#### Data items
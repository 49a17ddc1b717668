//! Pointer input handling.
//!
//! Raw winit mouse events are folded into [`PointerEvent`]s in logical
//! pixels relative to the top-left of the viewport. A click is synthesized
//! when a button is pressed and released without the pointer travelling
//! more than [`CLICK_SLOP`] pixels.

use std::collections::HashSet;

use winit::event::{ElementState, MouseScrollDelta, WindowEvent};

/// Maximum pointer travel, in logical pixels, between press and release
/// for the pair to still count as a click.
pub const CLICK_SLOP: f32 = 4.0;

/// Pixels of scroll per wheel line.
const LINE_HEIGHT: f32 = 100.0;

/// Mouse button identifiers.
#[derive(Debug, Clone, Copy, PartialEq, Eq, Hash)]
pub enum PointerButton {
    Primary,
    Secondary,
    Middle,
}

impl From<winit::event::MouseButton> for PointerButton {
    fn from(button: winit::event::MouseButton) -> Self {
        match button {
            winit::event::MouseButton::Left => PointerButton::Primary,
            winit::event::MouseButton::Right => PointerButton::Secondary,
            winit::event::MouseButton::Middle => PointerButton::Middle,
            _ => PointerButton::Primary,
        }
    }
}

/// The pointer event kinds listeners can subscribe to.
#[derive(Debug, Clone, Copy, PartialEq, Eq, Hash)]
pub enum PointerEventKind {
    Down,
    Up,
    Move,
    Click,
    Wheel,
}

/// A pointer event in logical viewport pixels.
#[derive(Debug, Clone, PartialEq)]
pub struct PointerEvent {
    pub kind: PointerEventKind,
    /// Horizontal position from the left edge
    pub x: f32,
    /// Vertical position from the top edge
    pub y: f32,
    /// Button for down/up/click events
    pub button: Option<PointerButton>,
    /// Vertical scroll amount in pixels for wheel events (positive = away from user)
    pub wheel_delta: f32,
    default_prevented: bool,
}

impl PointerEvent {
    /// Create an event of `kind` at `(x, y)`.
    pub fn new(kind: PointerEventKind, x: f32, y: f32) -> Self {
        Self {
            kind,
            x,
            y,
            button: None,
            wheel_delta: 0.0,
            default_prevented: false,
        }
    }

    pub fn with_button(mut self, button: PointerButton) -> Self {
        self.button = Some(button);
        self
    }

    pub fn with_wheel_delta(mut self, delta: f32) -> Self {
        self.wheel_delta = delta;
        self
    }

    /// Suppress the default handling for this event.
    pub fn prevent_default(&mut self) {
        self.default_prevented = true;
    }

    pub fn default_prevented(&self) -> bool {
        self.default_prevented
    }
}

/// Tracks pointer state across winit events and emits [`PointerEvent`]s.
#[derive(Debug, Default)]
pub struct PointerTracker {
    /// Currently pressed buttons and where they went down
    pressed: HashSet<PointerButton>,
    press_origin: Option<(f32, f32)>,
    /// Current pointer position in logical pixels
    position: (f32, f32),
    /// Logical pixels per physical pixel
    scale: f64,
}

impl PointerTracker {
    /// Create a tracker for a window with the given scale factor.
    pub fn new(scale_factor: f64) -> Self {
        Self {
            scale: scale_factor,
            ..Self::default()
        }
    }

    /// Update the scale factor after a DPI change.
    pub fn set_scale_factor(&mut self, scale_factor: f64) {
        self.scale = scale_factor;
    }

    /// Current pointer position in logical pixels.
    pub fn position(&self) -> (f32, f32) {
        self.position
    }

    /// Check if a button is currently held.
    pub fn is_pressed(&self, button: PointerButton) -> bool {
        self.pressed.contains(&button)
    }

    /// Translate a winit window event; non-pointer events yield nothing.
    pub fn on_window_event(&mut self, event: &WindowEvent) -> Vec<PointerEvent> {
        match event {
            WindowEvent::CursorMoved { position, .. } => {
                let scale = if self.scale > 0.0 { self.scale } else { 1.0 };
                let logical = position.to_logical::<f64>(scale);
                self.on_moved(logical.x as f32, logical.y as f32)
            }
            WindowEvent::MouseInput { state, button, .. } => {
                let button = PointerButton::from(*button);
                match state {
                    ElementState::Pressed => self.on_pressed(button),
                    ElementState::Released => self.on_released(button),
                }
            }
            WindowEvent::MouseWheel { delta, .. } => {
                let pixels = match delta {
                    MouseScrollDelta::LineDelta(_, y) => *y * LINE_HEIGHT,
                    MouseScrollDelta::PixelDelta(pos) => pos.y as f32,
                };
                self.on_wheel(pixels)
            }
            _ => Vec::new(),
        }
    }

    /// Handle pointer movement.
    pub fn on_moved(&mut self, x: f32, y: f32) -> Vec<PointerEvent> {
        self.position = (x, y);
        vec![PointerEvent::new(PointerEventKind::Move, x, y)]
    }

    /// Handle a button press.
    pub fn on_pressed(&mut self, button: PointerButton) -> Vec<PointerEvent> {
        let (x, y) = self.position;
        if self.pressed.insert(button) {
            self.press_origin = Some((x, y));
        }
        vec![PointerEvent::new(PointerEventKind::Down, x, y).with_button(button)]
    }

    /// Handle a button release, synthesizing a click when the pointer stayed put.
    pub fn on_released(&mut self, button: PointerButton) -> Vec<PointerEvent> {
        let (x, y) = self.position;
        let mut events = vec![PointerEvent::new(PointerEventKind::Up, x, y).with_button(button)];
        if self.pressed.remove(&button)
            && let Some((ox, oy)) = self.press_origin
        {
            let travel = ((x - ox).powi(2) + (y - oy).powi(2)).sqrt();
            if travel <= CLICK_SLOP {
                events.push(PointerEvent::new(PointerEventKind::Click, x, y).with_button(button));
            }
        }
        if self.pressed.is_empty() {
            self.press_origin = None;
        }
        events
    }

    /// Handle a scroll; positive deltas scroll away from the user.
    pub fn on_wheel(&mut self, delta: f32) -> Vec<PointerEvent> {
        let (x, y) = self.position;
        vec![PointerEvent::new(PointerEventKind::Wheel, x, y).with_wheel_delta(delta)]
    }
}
---
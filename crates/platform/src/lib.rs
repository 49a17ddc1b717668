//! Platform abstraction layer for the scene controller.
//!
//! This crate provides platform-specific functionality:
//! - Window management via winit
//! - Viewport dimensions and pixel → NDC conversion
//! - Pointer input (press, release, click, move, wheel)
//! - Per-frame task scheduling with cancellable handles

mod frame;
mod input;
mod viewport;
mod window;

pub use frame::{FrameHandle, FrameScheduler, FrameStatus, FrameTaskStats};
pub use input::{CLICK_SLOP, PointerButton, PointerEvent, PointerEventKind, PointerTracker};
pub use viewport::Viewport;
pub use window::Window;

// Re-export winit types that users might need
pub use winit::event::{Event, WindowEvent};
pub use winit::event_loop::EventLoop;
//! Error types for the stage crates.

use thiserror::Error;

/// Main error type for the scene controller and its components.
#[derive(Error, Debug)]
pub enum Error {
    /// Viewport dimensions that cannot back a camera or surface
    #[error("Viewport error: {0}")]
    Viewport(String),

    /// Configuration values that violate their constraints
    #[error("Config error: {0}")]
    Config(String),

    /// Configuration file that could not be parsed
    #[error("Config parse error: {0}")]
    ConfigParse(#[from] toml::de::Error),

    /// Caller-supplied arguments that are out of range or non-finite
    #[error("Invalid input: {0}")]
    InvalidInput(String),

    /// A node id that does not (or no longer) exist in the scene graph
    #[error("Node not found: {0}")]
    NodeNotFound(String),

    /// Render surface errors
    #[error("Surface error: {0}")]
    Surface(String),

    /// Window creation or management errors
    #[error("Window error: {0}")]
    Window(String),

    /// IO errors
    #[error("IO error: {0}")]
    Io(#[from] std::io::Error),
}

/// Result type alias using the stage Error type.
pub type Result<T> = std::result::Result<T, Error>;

#### Exercise description
If a line in the entries contains "WindowEvent", copy it.

#### Solution to this exercise
use winit::event::{ElementState, MouseScrollDelta, WindowEvent};
    pub fn on_window_event(&mut self, event: &WindowEvent) -> Vec<PointerEvent> {
            WindowEvent::CursorMoved { position, .. } => {
            WindowEvent::MouseInput { state, button, .. } => {
            WindowEvent::MouseWheel { delta, .. } => {
pub use winit::event::{Event, WindowEvent};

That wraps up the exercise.